Spanish Influenza Bulletin - 1918

Nurse Taking Patient's Pulse at Influenza ward, Walter Reed Hospital, Wash., DC.

Nurse Taking Patient's Pulse at Influenza ward, Walter Reed Hospital, Wash., DC. Photo by Harris & Ewing ca. 1 November 1918. Library of Congress # 2016648028. GGA Image ID # 1501d60006

The superintendents of hospitals are apparently in doubt as to the proper attitude to assume with reference to accommodating persons suffering from influenza.

A number of them are under the impression that unless they provide an isolation ward or isolation rooms, they will not be permitted by the regulations of the Department of Health to care for these cases.

If the prevalence of influenza increases to any degree, it will he manifestly impossible to provide hospital care for any considerable proportion of the cases, and the general hospitals will have to be depended upon to assist. The restrictions upon isolation of patients in hospitals should, therefore, not be severe.

A modified quarantine will he accepted by the Department of Health in institutions. In other words, their patients may be kept in the general ward but separated from pneumonia cases so as to avoid the danger of super adding a pneumococcus or other bacterial infection to the attack of influenza.

Moreover, ample space should be allowed between the beds and screens should be placed around the beds of patients suffering from influenza, so as to prevent the transmission of influenza to other ward patients through coughing, sneezing, or other means of contact.

It is of course assumed that nurses who care for influenza patients will be instructed in each institution to carefully wash their hands before coming in contact with other patients and that they will exercise due caution with regard to the destruction and care of discharges from the nose, mouth, throat, and respiratory system.

Suggestions as to the Diagnosis of So-Called Spanish Influenza

Without doubt, private physicians in increasing numbers will report not only cases in which they have made a definite diagnosis of influenza, but in which such diagnosis is difficult, and I am reasonably certain that they will make requests that diagnosticians of the bureau be sent to give aid in arriving at a conclusion.

I am, therefore, submitting a very brief sketch which is to serve as an aid to the diagnosticians, several of whom have requested information with reference to the diagnostic features of Spanish Influenza.

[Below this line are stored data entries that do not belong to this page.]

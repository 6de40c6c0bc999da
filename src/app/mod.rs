pub mod location;

use std::time::{Duration, Instant};

use tracing::{debug, info};

use crate::debounce::Debouncer;
use crate::lookup::{LookupError, Profile};
use self::location::LocationSync;

/// A lookup the frontend must start on the widget's behalf. The sequence
/// number comes back with the completion so stale results can be dropped.
#[derive(Debug, Clone, PartialEq, Eq)]
pub struct LookupRequest {
    pub seq: u64,
    pub login: String,
}

/// What the output region shows. First match wins: a lookup in flight
/// beats a loaded card, which beats the idle prompt.
#[derive(Debug)]
pub enum View<'a> {
    Loading,
    Card(&'a Profile),
    Prompt,
}

/// The profile lookup widget.
///
/// A pure state machine: event-handling methods mutate state and hand back
/// a [`LookupRequest`] when a fetch must start, but perform no I/O
/// themselves. The frontend owns the event loop, runs the fetches, and
/// feeds completions back through [`App::finish`].
pub struct App {
    input: String,
    debouncer: Debouncer<String>,
    loading: bool,
    profile: Option<Profile>,
    notice: Option<String>,
    seq: u64,
    location: Box<dyn LocationSync>,
}

impl App {
    /// A fresh widget starts idle: empty input, no profile, not loading.
    /// The first render is always the prompt, never the loading state.
    pub fn new(delay: Duration, location: Box<dyn LocationSync>) -> Self {
        Self {
            input: String::new(),
            debouncer: Debouncer::new(String::new(), delay),
            loading: false,
            profile: None,
            notice: None,
            seq: 0,
            location,
        }
    }

    /// A keystroke. Updates the raw input synchronously and feeds the
    /// debouncer; never triggers a lookup by itself.
    pub fn input_char(&mut self, c: char, now: Instant) {
        self.input.push(c);
        self.notice = None;
        self.debouncer.update(self.input.clone(), now);
    }

    pub fn backspace(&mut self, now: Instant) {
        self.input.pop();
        self.notice = None;
        self.debouncer.update(self.input.clone(), now);
    }

    /// Explicit submit: fires immediately with the current raw input,
    /// regardless of debounce timing. Ignored while a lookup is in flight
    /// (the Find control is disabled).
    pub fn submit(&mut self) -> Option<LookupRequest> {
        if self.loading {
            return None;
        }
        Some(self.begin_lookup(self.input.clone()))
    }

    /// Drive the debouncer. A commit that changes the value to something
    /// non-empty triggers an automatic lookup; an empty commit never does,
    /// so a freshly mounted widget cannot fire a lookup on its own.
    pub fn tick(&mut self, now: Instant) -> Option<LookupRequest> {
        let committed = self.debouncer.poll(now)?.clone();
        if committed.is_empty() {
            return None;
        }
        Some(self.begin_lookup(committed))
    }

    fn begin_lookup(&mut self, login: String) -> LookupRequest {
        self.seq += 1;
        self.loading = true;
        self.notice = None;
        info!(seq = self.seq, login = %login, "starting lookup");
        LookupRequest {
            seq: self.seq,
            login,
        }
    }

    /// Apply a lookup completion.
    ///
    /// Completions carrying anything but the latest sequence number are
    /// discarded whole, so an older in-flight request can never overwrite
    /// the result of a newer one. The loading flag is cleared on every
    /// applied completion, success or failure, so the UI cannot get stuck.
    pub fn finish(&mut self, seq: u64, result: Result<Profile, LookupError>) {
        if seq != self.seq {
            debug!(seq, current = self.seq, "discarding stale lookup completion");
            return;
        }
        self.loading = false;
        match result {
            Ok(profile) => {
                self.location.set_login_param(&profile.login);
                info!(login = %profile.login, "profile loaded");
                self.profile = Some(profile);
            }
            Err(e) => {
                debug!(error = %e, "lookup failed");
                // The previously loaded card stays in place; only the
                // notice tells the user this attempt failed.
                self.notice = Some(e.user_message().to_string());
            }
        }
    }

    pub fn view(&self) -> View<'_> {
        if self.loading {
            View::Loading
        } else if let Some(profile) = &self.profile {
            View::Card(profile)
        } else {
            View::Prompt
        }
    }

    pub fn input(&self) -> &str {
        &self.input
    }

    pub fn is_loading(&self) -> bool {
        self.loading
    }

    pub fn notice(&self) -> Option<&str> {
        self.notice.as_deref()
    }

    pub fn page_href(&self) -> String {
        self.location.href()
    }

    /// When the debouncer next wants a [`App::tick`], if at all. The event
    /// loop sleeps until this.
    pub fn debounce_deadline(&self) -> Option<Instant> {
        self.debouncer.deadline()
    }
}

#[cfg(test)]
mod tests {
    use super::*;
    use std::cell::RefCell;
    use std::rc::Rc;

    const DELAY: Duration = Duration::from_millis(100);

    /// Records every login written, instead of touching a real URL.
    #[derive(Default)]
    struct RecordingLocation {
        logins: Rc<RefCell<Vec<String>>>,
    }

    impl LocationSync for RecordingLocation {
        fn set_login_param(&mut self, login: &str) {
            self.logins.borrow_mut().push(login.to_string());
        }

        fn href(&self) -> String {
            match self.logins.borrow().last() {
                Some(login) => format!("https://octofind.invalid/search?login={login}"),
                None => "https://octofind.invalid/search".to_string(),
            }
        }
    }

    fn app() -> (App, Rc<RefCell<Vec<String>>>) {
        let location = RecordingLocation::default();
        let logins = location.logins.clone();
        (App::new(DELAY, Box::new(location)), logins)
    }

    fn type_str(app: &mut App, s: &str, now: Instant) {
        for c in s.chars() {
            app.input_char(c, now);
        }
    }

    fn octocat() -> Profile {
        serde_json::from_str(
            r#"{
                "id": 1,
                "login": "octocat",
                "avatar_url": "http://x/a.png",
                "name": "The Octocat",
                "location": "San Francisco",
                "bio": "",
                "public_repos": 8,
                "followers": 10000,
                "following": 9,
                "email": ""
            }"#,
        )
        .unwrap()
    }

    #[test]
    fn test_fresh_widget_shows_prompt() {
        let (app, _) = app();
        assert!(matches!(app.view(), View::Prompt));
        assert_eq!(app.input(), "");
        assert!(!app.is_loading());
    }

    #[test]
    fn test_typing_alone_never_fires_a_lookup() {
        let (mut app, _) = app();
        let now = Instant::now();
        type_str(&mut app, "octocat", now);
        assert_eq!(app.input(), "octocat");
        // Before the quiet period elapses, a tick is a no-op.
        assert_eq!(app.tick(now + DELAY / 2), None);
        assert!(!app.is_loading());
    }

    #[test]
    fn test_debounce_settle_fires_one_lookup_with_final_value() {
        let (mut app, _) = app();
        let mut now = Instant::now();
        for c in "octocat".chars() {
            app.input_char(c, now);
            now += DELAY / 4;
        }
        let req = app.tick(now + DELAY).unwrap();
        assert_eq!(req.login, "octocat");
        assert!(app.is_loading());
        assert!(matches!(app.view(), View::Loading));
        // The settle already committed; no further tick fires.
        assert_eq!(app.tick(now + DELAY * 2), None);
    }

    #[test]
    fn test_empty_settle_never_fires() {
        let (mut app, _) = app();
        let now = Instant::now();
        app.input_char('x', now);
        app.backspace(now + DELAY / 2);
        assert_eq!(app.tick(now + DELAY * 2), None);
        assert!(!app.is_loading());
    }

    #[test]
    fn test_submit_uses_raw_input_regardless_of_debounce() {
        let (mut app, _) = app();
        let now = Instant::now();
        type_str(&mut app, "oc", now);
        // Submitted long before the debounce would settle.
        let req = app.submit().unwrap();
        assert_eq!(req.login, "oc");
        assert!(app.is_loading());
    }

    #[test]
    fn test_submit_disabled_while_loading() {
        let (mut app, _) = app();
        let now = Instant::now();
        type_str(&mut app, "octocat", now);
        assert!(app.submit().is_some());
        assert!(app.submit().is_none());
    }

    #[test]
    fn test_success_stores_profile_and_syncs_login() {
        let (mut app, logins) = app();
        type_str(&mut app, "octocat", Instant::now());
        let req = app.submit().unwrap();

        app.finish(req.seq, Ok(octocat()));

        assert!(!app.is_loading());
        match app.view() {
            View::Card(profile) => {
                assert_eq!(profile.name.as_deref(), Some("The Octocat"));
                assert_eq!(profile.login, "octocat");
                assert_eq!(profile.public_repos, Some(8));
                assert_eq!(profile.followers, Some(10000));
                assert_eq!(profile.following, Some(9));
            }
            other => panic!("expected card, got {other:?}"),
        }
        assert_eq!(*logins.borrow(), ["octocat"]);
        assert_eq!(
            app.page_href(),
            "https://octofind.invalid/search?login=octocat"
        );
    }

    #[test]
    fn test_failure_sets_notice_and_keeps_previous_profile() {
        let (mut app, logins) = app();
        type_str(&mut app, "octocat", Instant::now());
        let req = app.submit().unwrap();
        app.finish(req.seq, Ok(octocat()));

        let req = app.submit().unwrap();
        app.finish(
            req.seq,
            Err(LookupError::NotFound {
                status: reqwest::StatusCode::NOT_FOUND,
            }),
        );

        assert!(!app.is_loading());
        assert_eq!(app.notice(), Some("user not found"));
        // The stale card is deliberately still there.
        assert!(matches!(app.view(), View::Card(_)));
        // The URL was only synced by the success.
        assert_eq!(logins.borrow().len(), 1);
    }

    #[test]
    fn test_failure_without_prior_profile_falls_back_to_prompt() {
        let (mut app, _) = app();
        type_str(&mut app, "nonexistent-user-xyz", Instant::now());
        let req = app.submit().unwrap();
        app.finish(req.seq, Err(LookupError::Unreachable("timed out".into())));

        assert!(!app.is_loading());
        assert_eq!(app.notice(), Some("server error"));
        assert!(matches!(app.view(), View::Prompt));
    }

    #[test]
    fn test_stale_completion_is_discarded() {
        let (mut app, logins) = app();
        let now = Instant::now();
        type_str(&mut app, "first", now);
        let older = app.tick(now + DELAY).unwrap();
        assert!(app.is_loading());

        // The user keeps typing while the first lookup is in flight; the
        // next settle starts a second lookup that supersedes it.
        type_str(&mut app, "x", now + DELAY);
        let newer = app.tick(now + DELAY * 3).unwrap();
        assert_eq!(newer.login, "firstx");
        assert!(newer.seq > older.seq);

        // The older completion arrives last and must be dropped whole.
        let mut stale_profile = octocat();
        stale_profile.login = "stale".to_string();
        app.finish(older.seq, Ok(stale_profile));

        assert!(app.is_loading());
        assert!(matches!(app.view(), View::Loading));
        assert!(logins.borrow().is_empty());

        // The newer completion still applies normally.
        app.finish(newer.seq, Ok(octocat()));
        assert!(!app.is_loading());
        assert_eq!(*logins.borrow(), ["octocat"]);
    }

    #[test]
    fn test_typing_clears_notice() {
        let (mut app, _) = app();
        let req = app.submit().unwrap();
        app.finish(req.seq, Err(LookupError::Unexpected("boom".into())));
        assert!(app.notice().is_some());

        app.input_char('a', Instant::now());
        assert!(app.notice().is_none());
    }
}
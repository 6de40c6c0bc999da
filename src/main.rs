mod app;
mod config;
mod debounce;
mod lookup;
mod render;
mod tui;

use std::path::PathBuf;
use std::sync::Arc;
use std::time::Duration;

use clap::Parser;
use tracing::info;
use tracing_subscriber::EnvFilter;

use app::location::{LocationSync, PageUrl};
use app::App;
use lookup::{GitHubLookup, UserLookup};

/// octofind — looks up a GitHub user by login and shows their public
/// profile. Without arguments it starts an interactive screen that
/// debounces typed input; with a login it does a single lookup and prints
/// the profile card.
#[derive(Parser, Debug)]
#[command(name = "octofind", version, about)]
struct Cli {
    /// Look up this login once and print the card instead of starting the
    /// interactive screen.
    login: Option<String>,

    /// Path to a config file (defaults to .octofind.toml in the current
    /// directory).
    #[arg(short, long)]
    config: Option<PathBuf>,

    /// Override the debounce delay in milliseconds.
    #[arg(long)]
    debounce_ms: Option<u64>,
}

#[tokio::main]
async fn main() -> Result<(), Box<dyn std::error::Error>> {
    tracing_subscriber::fmt()
        .with_env_filter(EnvFilter::from_default_env())
        .with_target(true)
        .with_writer(std::io::stderr)
        .init();

    let cli = Cli::parse();

    let config = match &cli.config {
        Some(path) => config::Config::load_from(path)?,
        None => config::Config::load()?,
    };

    let lookup: Arc<dyn UserLookup> =
        Arc::new(GitHubLookup::new(config.api_url(), config.github_token())?);
    let page = PageUrl::new(reqwest::Url::parse(config.page_url())?);

    if let Some(login) = &cli.login {
        return lookup_once(login, lookup.as_ref(), page).await;
    }

    let delay_ms = cli.debounce_ms.unwrap_or_else(|| config.debounce_ms());
    info!(delay_ms, "starting interactive screen");
    let widget = App::new(Duration::from_millis(delay_ms), Box::new(page));
    tui::run(widget, lookup).await?;
    Ok(())
}

/// One-shot mode: fetch, print the card and the synced page URL, exit
/// non-zero with the user-facing message on failure.
async fn lookup_once(
    login: &str,
    lookup: &dyn UserLookup,
    mut page: PageUrl,
) -> Result<(), Box<dyn std::error::Error>> {
    info!(login, "one-shot lookup");
    match lookup.fetch_profile(login).await {
        Ok(profile) => {
            page.set_login_param(&profile.login);
            for line in render::card(&profile) {
                println!("{line}");
            }
            println!();
            println!("{}", page.href());
            Ok(())
        }
        Err(e) => {
            tracing::debug!(error = %e, "one-shot lookup failed");
            eprintln!("{}", e.user_message());
            std::process::exit(1);
        }
    }
}
use colored::Colorize;

use crate::app::{App, View};
use crate::lookup::Profile;

const TITLE: &str = "octofind";
const PLACEHOLDER: &str = "Enter a GitHub account";
const FIND_LABEL: &str = "[ Find ]";
const LOADING_MSG: &str = "Please wait, loading…";
const PROMPT_MSG: &str = "Enter a username in the search bar";

/// Format the whole frame as terminal lines: title, address bar, the input
/// line with the Find control, an optional notice, then whichever of the
/// three view states the widget is in.
pub fn screen(app: &App) -> Vec<String> {
    let mut lines = vec![
        TITLE.bold().to_string(),
        app.page_href().dimmed().to_string(),
        String::new(),
        input_line(app),
    ];

    if let Some(notice) = app.notice() {
        lines.push(notice.red().bold().to_string());
    }
    lines.push(String::new());

    match app.view() {
        View::Loading => lines.push(LOADING_MSG.yellow().to_string()),
        View::Card(profile) => lines.extend(card(profile)),
        View::Prompt => lines.push(PROMPT_MSG.to_string()),
    }

    lines
}

/// The text input with a cursor marker and the Find control, which renders
/// disabled while a lookup is in flight.
fn input_line(app: &App) -> String {
    let text = if app.input().is_empty() {
        PLACEHOLDER.dimmed().italic().to_string()
    } else {
        format!("{}{}", app.input(), "_".blink())
    };
    let button = if app.is_loading() {
        FIND_LABEL.dimmed().to_string()
    } else {
        FIND_LABEL.green().bold().to_string()
    };
    format!("> {text}  {button}")
}

/// The profile card: avatar, name with the `@login` handle, bio, the three
/// stats, location, email.
///
/// Absent numeric stats print the literal text `null`, and the email link
/// target is the raw email string rather than a `mailto:` URL. Both match
/// the widget this reproduces, so they stay as they are.
pub fn card(profile: &Profile) -> Vec<String> {
    let mut lines = Vec::new();

    if let Some(avatar_url) = &profile.avatar_url {
        lines.push(format!("avatar: {}", avatar_url.dimmed()));
    }

    let handle = format!("@{}", profile.login).cyan().to_string();
    let name_line = match profile.name.as_deref().filter(|name| !name.is_empty()) {
        Some(name) => format!("{} {}", name.bold(), handle),
        None => handle,
    };
    lines.push(name_line);
    lines.push(profile.bio.clone().unwrap_or_default());
    lines.push(String::new());

    lines.push(format!("Repositories  {}", stat(profile.public_repos)));
    lines.push(format!("Followers     {}", stat(profile.followers)));
    lines.push(format!("Following     {}", stat(profile.following)));
    lines.push(String::new());

    lines.push(profile.location.clone().unwrap_or_default());
    let email = profile.email.clone().unwrap_or_default();
    lines.push(hyperlink(&email, &email));

    lines
}

fn stat(value: Option<u64>) -> String {
    match value {
        Some(n) => n.to_string(),
        None => "null".to_string(),
    }
}

/// OSC 8 terminal hyperlink.
fn hyperlink(target: &str, label: &str) -> String {
    format!("\x1b]8;;{target}\x1b\\{label}\x1b]8;;\x1b\\")
}
// ProfileQueryService - filtered, follower-annotated profile listings

use sqlx::{FromRow, QueryBuilder, Sqlite};

use crate::{
    core::ProfileId,
    error::AppResult,
    infrastructure::database::SocialDatabase,
};

/// Exact-match filters for the profile collection.
#[derive(Debug, Clone, Default, PartialEq)]
pub struct ProfileFilter {
    pub username: Option<String>,
    pub first_name: Option<String>,
    pub last_name: Option<String>,
}

/// List row; `followers_count` is computed per query, never stored.
#[derive(Debug, Clone, PartialEq, FromRow)]
pub struct ProfileSummary {
    pub id: ProfileId,
    pub username: String,
    pub first_name: String,
    pub last_name: String,
    pub followers_count: i64,
    pub image: Option<String>,
}

fn push_filter(qb: &mut QueryBuilder<'_, Sqlite>, filter: &ProfileFilter) {
    qb.push(" WHERE 1 = 1");
    if let Some(username) = &filter.username {
        qb.push(" AND p.username = ").push_bind(username.clone());
    }
    if let Some(first_name) = &filter.first_name {
        qb.push(" AND p.first_name = ").push_bind(first_name.clone());
    }
    if let Some(last_name) = &filter.last_name {
        qb.push(" AND p.last_name = ").push_bind(last_name.clone());
    }
}

#[derive(Clone)]
pub struct ProfileQueryService {
    db: SocialDatabase,
}

impl ProfileQueryService {
    pub fn new(db: SocialDatabase) -> Self {
        Self { db }
    }

    pub async fn count(&self, filter: &ProfileFilter) -> AppResult<i64> {
        let mut qb = QueryBuilder::<Sqlite>::new("SELECT COUNT(*) FROM profiles p");
        push_filter(&mut qb, filter);
        let count = qb.build_query_scalar::<i64>().fetch_one(&self.db.pool).await?;
        Ok(count)
    }

    /// One page of profiles ordered by username.
    pub async fn list(
        &self,
        filter: &ProfileFilter,
        limit: i64,
        offset: i64,
    ) -> AppResult<Vec<ProfileSummary>> {
        let mut qb = QueryBuilder::<Sqlite>::new(
            r#"
            SELECT p.id, p.username, p.first_name, p.last_name, p.image,
                (SELECT COUNT(*) FROM profile_followings f
                    WHERE f.following_id = p.id) AS followers_count
            FROM profiles p
            "#,
        );
        push_filter(&mut qb, filter);
        qb.push(" ORDER BY p.username LIMIT ")
            .push_bind(limit)
            .push(" OFFSET ")
            .push_bind(offset);

        let profiles = qb
            .build_query_as::<ProfileSummary>()
            .fetch_all(&self.db.pool)
            .await?;
        Ok(profiles)
    }
}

In our experience, the cases which have been seen thus far generally give a history of an attack of Coryza or acute bronchitis, which subsides in a few days, but is followed in about two or three weeks by the onset of the symptoms which have been commonly described as constituting the picture of Spanish Influenza.

In other words, it seems as if a special susceptibility is created by a previous attack of coryza or acute bronchitis. The onset of the attack is rather sudden without prodromal symptoms as a rule, and is characterized by fever of varying degree, marked headache, marked pains in the bones and joints, frequently by chillness, and is usually associated with coryza and acute bronchitis.

In many cases and particularly those of the severer type, the conjunctivae and the throat are somewhat injected. The headache marked pains in the back and joints, prostration and fever, constitute the chief and outstanding symptoms.

Anorexia is also present and in a number of instances the patient vomits at the onset of the disease, and this vomiting may be frequently repeated. In robust and well-nourished individuals, the attack is as a rule fairly mild and rapidly subsides after the second or third day, terminating in almost all instances after a duration of three or four days.

The picture, generally speaking, is the familiar one which has been presented year after year in the typical cases of influenza. The severer types of cases are generally observed in under-nourished persons who have been subject to considerable nervous and physical strain and have thus far been almost exclusively among persons who have arrived from foreign ports.

My attention has been called to a tendency on the part of several physicians to jump at conclusions that patients suffering from symptoms which have just been described are necessarily cases of influenza, when in reality a typical follicular exudate on the tonsils clearly showed that the symptoms are attributable to an ordinary attack of follicular tonsillitis.

It is timely, I believe, to warn against this possible error in diagnosis. A few cases have been observed in which the manifestations have been largely gastric, with vomiting as the prominent symptom; a number of cases on the other hand have been seen in which the attack seemed to concentrate itself upon the respiratory organs.

The large majority of cases ran mild courses and the tendency toward the development of bronchial pneumonia as a complication has been observed, so far as our experience goes, in only a relatively small number, and these as a rule were cases in which the patient was up and about and tried to fight off the attack.

To sum it all up. the diagnosticians must not expect to find a new symptom- complex and those who have in the past seen a large number of cases of influenza, will readily recognize the cases which seem now to the current.

It is desirable so far as practicable, to have cultures taken from the throat and the blood to isolate, if possible, the organism responsible for the disease. This step seems, however, to be futile if the case is seen after the first or second day.

"Spanish Influenza," and "Suggestions as to the Diagnosis of So-Called Spanish Influenza," in the Weekly Bulletin of the Department of Health, City of New York, New Series Vol. VII, No. 39, 28 September 1918, pp. 303-304.